My goal is at the top and I am at the bottom. In order to change that, I have to climb; there's no other way to reach it. I shoulder my pack upon my back and take my first step.

I begin my ascent. The ground is gently sloped, the path is firm and clear. Clouds swirl in the sky, hiding the summit from sight. I still have a long way to go. But for now, the sun shines and the birds sing. I continue on.

The terrain changes, steeper now. The sun still shines but now the wind blows, loosening my grip. I slip several times, but I catch myself. I begin to tire from falling and making up lost ground. The pack on my back grows heavier. I continue on.

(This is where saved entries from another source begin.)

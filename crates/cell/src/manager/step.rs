use core::time::Duration;

/// Sizes the next refill from how quickly the previous segment was consumed.
///
/// - `elapsed < interval`: the segment went faster than planned, so the step
///   doubles, capped at `max_step`.
/// - `elapsed >= 2 * interval`: it went slower than planned, so the step
///   halves, floored at `min_step`.
/// - otherwise the step is kept.
///
/// The result always lies in `[min_step, max_step]`.
///
/// ```
/// use cell::compute_next_step;
/// use core::time::Duration;
///
/// let interval = Duration::from_secs(600);
/// assert_eq!(compute_next_step(1000, Duration::from_secs(60), interval, 250, 4000), 2000);
/// assert_eq!(compute_next_step(1000, Duration::from_secs(900), interval, 250, 4000), 1000);
/// assert_eq!(compute_next_step(1000, Duration::from_secs(1200), interval, 250, 4000), 500);
/// ```
pub fn compute_next_step(
    step: u64,
    elapsed: Duration,
    interval: Duration,
    min_step: u64,
    max_step: u64,
) -> u64 {
    let next = if elapsed < interval {
        step.saturating_mul(2)
    } else if elapsed >= interval.saturating_mul(2) {
        step / 2
    } else {
        step
    };
    next.clamp(min_step, max_step.max(min_step))
}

The climb becomes perilous. The rock is brittle beneath my feet, breaking and falling when I step. My progress slows. I move forward and upwards on hands and knees. The path becomes less definite, less clear. I continue on.

I can't turn back now. Climbing down is much harder than climbing up. To jump would be suicide. In the early going, people on the ground would jeer and yell. I can hear them no longer; their voices do not carry this far up the mountain. 

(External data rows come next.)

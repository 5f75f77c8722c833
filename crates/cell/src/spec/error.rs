/// A violation of the fixed-width cell layout.
///
/// Each rule enforced by [`CellSpec::encode`] has its own variant so callers
/// can tell exactly which field was rejected.
///
/// [`CellSpec::encode`]: crate::CellSpec::encode
#[derive(Clone, Debug, PartialEq, Eq, Hash, thiserror::Error)]
#[non_exhaustive]
pub enum EncodeError {
    /// A required field was never set on the builder.
    #[error("cell field `{0}` is missing")]
    MissingField(&'static str),

    /// The category code is empty or whitespace only.
    #[error("cell code is blank")]
    BlankCode,

    /// The category code is not exactly [`CODE_LEN`] characters.
    ///
    /// [`CODE_LEN`]: crate::CODE_LEN
    #[error("cell code `{code}` must be {expected} characters, got {actual}")]
    CodeLength {
        code: String,
        expected: usize,
        actual: usize,
    },

    /// The category code contains something other than ASCII digits.
    #[error("cell code `{0}` must be ASCII digits")]
    NonDigitCode(String),

    /// The data center does not fit in a single digit.
    #[error("data center {0} does not fit in 1 digit")]
    DataCenterOutOfRange(u32),

    /// The machine does not fit in two digits.
    #[error("machine {0} does not fit in 2 digits")]
    MachineOutOfRange(u32),

    /// The sequence does not fit in ten digits.
    #[error("sequence {0} does not fit in 10 digits")]
    SequenceOverflow(u64),

    /// The production date's year does not fit in four digits.
    #[error("year {0} does not fit in 4 digits")]
    DateOutOfRange(i32),
}
use chrono::NaiveDateTime;

use crate::spec::EncodeError;

/// The tuple rendered into a single ID.
///
/// A `Cell` lives only for the duration of one `generate_id` call: it is
/// built from the category code, the current local time, the configured
/// locality and a freshly allocated sequence, encoded, and dropped.
#[derive(Clone, Debug, PartialEq, Eq, Hash)]
pub struct Cell {
    /// Category code, exactly three ASCII digits.
    pub code: String,
    /// Production date. The date part always appears; the time part appears
    /// depending on the [`Pattern`](crate::Pattern).
    pub date: NaiveDateTime,
    /// Single-digit data center.
    pub data_center: u32,
    /// Two-digit machine.
    pub machine: u32,
    /// Allocated sequence value, rendered as ten zero-padded digits.
    pub sequence: u64,
}

impl Cell {
    pub fn builder() -> CellBuilder {
        CellBuilder::default()
    }
}

/// Incremental constructor for [`Cell`].
///
/// Every field is required; [`CellBuilder::build`] reports the first missing
/// one before any formatting is attempted.
///
/// # Example
///
/// ```
/// use cell::{Cell, CellSpec, Pattern};
/// use chrono::NaiveDate;
///
/// let date = NaiveDate::from_ymd_opt(2023, 11, 5)
///     .unwrap()
///     .and_hms_opt(1, 40, 0)
///     .unwrap();
///
/// let cell = Cell::builder()
///     .code("101")
///     .date(date)
///     .data_center(2)
///     .machine(12)
///     .sequence(1_217_589)
///     .build()
///     .unwrap();
///
/// let id = CellSpec::new(Pattern::Day).encode(&cell).unwrap();
/// assert_eq!(id, "202311051012120001217589");
/// ```
#[derive(Clone, Debug, Default)]
pub struct CellBuilder {
    code: Option<String>,
    date: Option<NaiveDateTime>,
    data_center: Option<u32>,
    machine: Option<u32>,
    sequence: Option<u64>,
}

impl CellBuilder {
    #[must_use]
    pub fn code(mut self, code: impl Into<String>) -> Self {
        self.code = Some(code.into());
        self
    }

    #[must_use]
    pub fn date(mut self, date: NaiveDateTime) -> Self {
        self.date = Some(date);
        self
    }

    #[must_use]
    pub fn data_center(mut self, data_center: u32) -> Self {
        self.data_center = Some(data_center);
        self
    }

    #[must_use]
    pub fn machine(mut self, machine: u32) -> Self {
        self.machine = Some(machine);
        self
    }

    #[must_use]
    pub fn sequence(mut self, sequence: u64) -> Self {
        self.sequence = Some(sequence);
        self
    }

    /// Finishes the builder.
    ///
    /// # Errors
    ///
    /// Returns [`EncodeError::MissingField`] naming the first unset field.
    pub fn build(self) -> Result<Cell, EncodeError> {
        Ok(Cell {
            code: self.code.ok_or(EncodeError::MissingField("code"))?,
            date: self.date.ok_or(EncodeError::MissingField("date"))?,
            data_center: self
                .data_center
                .ok_or(EncodeError::MissingField("data_center"))?,
            machine: self.machine.ok_or(EncodeError::MissingField("machine"))?,
            sequence: self.sequence.ok_or(EncodeError::MissingField("sequence"))?,
        })
    }
}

The going is tough. I am tired and weak, my strength is leaving me; I am stretched beyond my limits. The path no longer exists. The pack on my back is tight and restricting. My breath comes in short bursts and my head throbs. My lungs scream and my legs cry for relief with every step. I press on.

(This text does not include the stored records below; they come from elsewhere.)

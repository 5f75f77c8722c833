use chrono::{Local, NaiveDateTime};

/// Source of the timestamp embedded in every ID.
///
/// IDs carry the local wall-clock date (and, depending on the
/// [`Pattern`](crate::Pattern), hour and minute). Plugging in a fixed or
/// stepped source makes generated IDs deterministic in tests.
///
/// # Example
///
/// ```
/// use cell::TimeSource;
/// use chrono::{NaiveDate, NaiveDateTime};
///
/// struct FixedTime(NaiveDateTime);
/// impl TimeSource for FixedTime {
///     fn now(&self) -> NaiveDateTime {
///         self.0
///     }
/// }
///
/// let at = NaiveDate::from_ymd_opt(2023, 11, 5)
///     .unwrap()
///     .and_hms_opt(1, 40, 27)
///     .unwrap();
/// assert_eq!(FixedTime(at).now(), at);
/// ```
pub trait TimeSource {
    fn now(&self) -> NaiveDateTime;
}

/// The system clock in the local time zone.
#[derive(Clone, Copy, Debug, Default, PartialEq, Eq)]
pub struct LocalClock;

impl TimeSource for LocalClock {
    fn now(&self) -> NaiveDateTime {
        Local::now().naive_local()
    }
}
use portable_atomic::{AtomicU64, Ordering};

/// A pre-reserved range of sequence values with an atomic cursor.
///
/// A segment filled with `(start, step)` hands out `start..=start + step - 1`
/// through [`try_take`](Self::try_take). The cursor keeps advancing past
/// `max` once the range is spent; every such take reports exhaustion.
///
/// `Segment` does no locking of its own. [`fill`](Self::fill) takes `&mut
/// self`, so the owning [`SegmentBuffer`](crate::SegmentBuffer) serializes
/// fills against takes with its read-write lock.
#[derive(Debug)]
pub struct Segment {
    #[cfg(feature = "cache-padded")]
    value: crossbeam_utils::CachePadded<AtomicU64>,
    #[cfg(not(feature = "cache-padded"))]
    value: AtomicU64,
    max: u64,
    step: u64,
}

impl Default for Segment {
    fn default() -> Self {
        Self::empty()
    }
}

impl Segment {
    /// A segment that has never been filled. It is permanently exhausted.
    pub fn empty() -> Self {
        Self {
            #[cfg(feature = "cache-padded")]
            value: crossbeam_utils::CachePadded::new(AtomicU64::new(1)),
            #[cfg(not(feature = "cache-padded"))]
            value: AtomicU64::new(1),
            max: 0,
            step: 0,
        }
    }

    /// A segment covering `[start, start + step - 1]`.
    pub fn filled(start: u64, step: u64) -> Self {
        let mut segment = Self::empty();
        segment.fill(start, step);
        segment
    }

    /// Overwrites this segment with the range `[start, start + step - 1]`.
    ///
    /// A zero `step` leaves the segment exhausted.
    pub fn fill(&mut self, start: u64, step: u64) {
        if step == 0 {
            *self = Self::empty();
            return;
        }
        *self.value.get_mut() = start;
        self.max = start.saturating_add(step - 1);
        self.step = step;
    }

    /// Takes the next value, or `None` if the range is spent.
    ///
    /// Values returned by one fill generation are unique and strictly
    /// increasing in take order.
    #[inline]
    pub fn try_take(&self) -> Option<u64> {
        let value = self.value.fetch_add(1, Ordering::Relaxed);
        (value <= self.max && self.step != 0).then_some(value)
    }

    /// The cursor: the next value [`try_take`](Self::try_take) will attempt.
    #[inline]
    pub fn current(&self) -> u64 {
        self.value.load(Ordering::Relaxed)
    }

    /// Inclusive upper bound of the range.
    pub const fn max(&self) -> u64 {
        self.max
    }

    /// Size of the range this segment was filled with.
    pub const fn step(&self) -> u64 {
        self.step
    }

    pub fn is_exhausted(&self) -> bool {
        self.step == 0 || self.current() > self.max
    }

    /// Fraction of the step consumed, measured as `(value mod step) / step`.
    ///
    /// Ranges start on arbitrary values, so this is a position within the
    /// step cycle rather than an exact count of takes.
    pub fn consumed_ratio(&self) -> f64 {
        if self.step == 0 {
            return 1.0;
        }
        (self.current() % self.step) as f64 / self.step as f64
    }
}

The sun no longer shines. The wind rages and the clouds begin to loom overhead. The rains come; the path becomes mud. I slide with every step; the mud is everywhere. I fear that I may fall, gripping the rocks with the little strength I have left. I wish the way was flat and easy but I know that when the path is flat, I do not progress closer to my goal. I head further up the mountain.

The biggest challenge, the hardest part of the climb. Fog has set in; I cannot see what is before me and my hands are numb with cold. The climb is progressed from dangerously steep to completely vertical. The rock face stares me down, daring me to ascend to heights unknown. 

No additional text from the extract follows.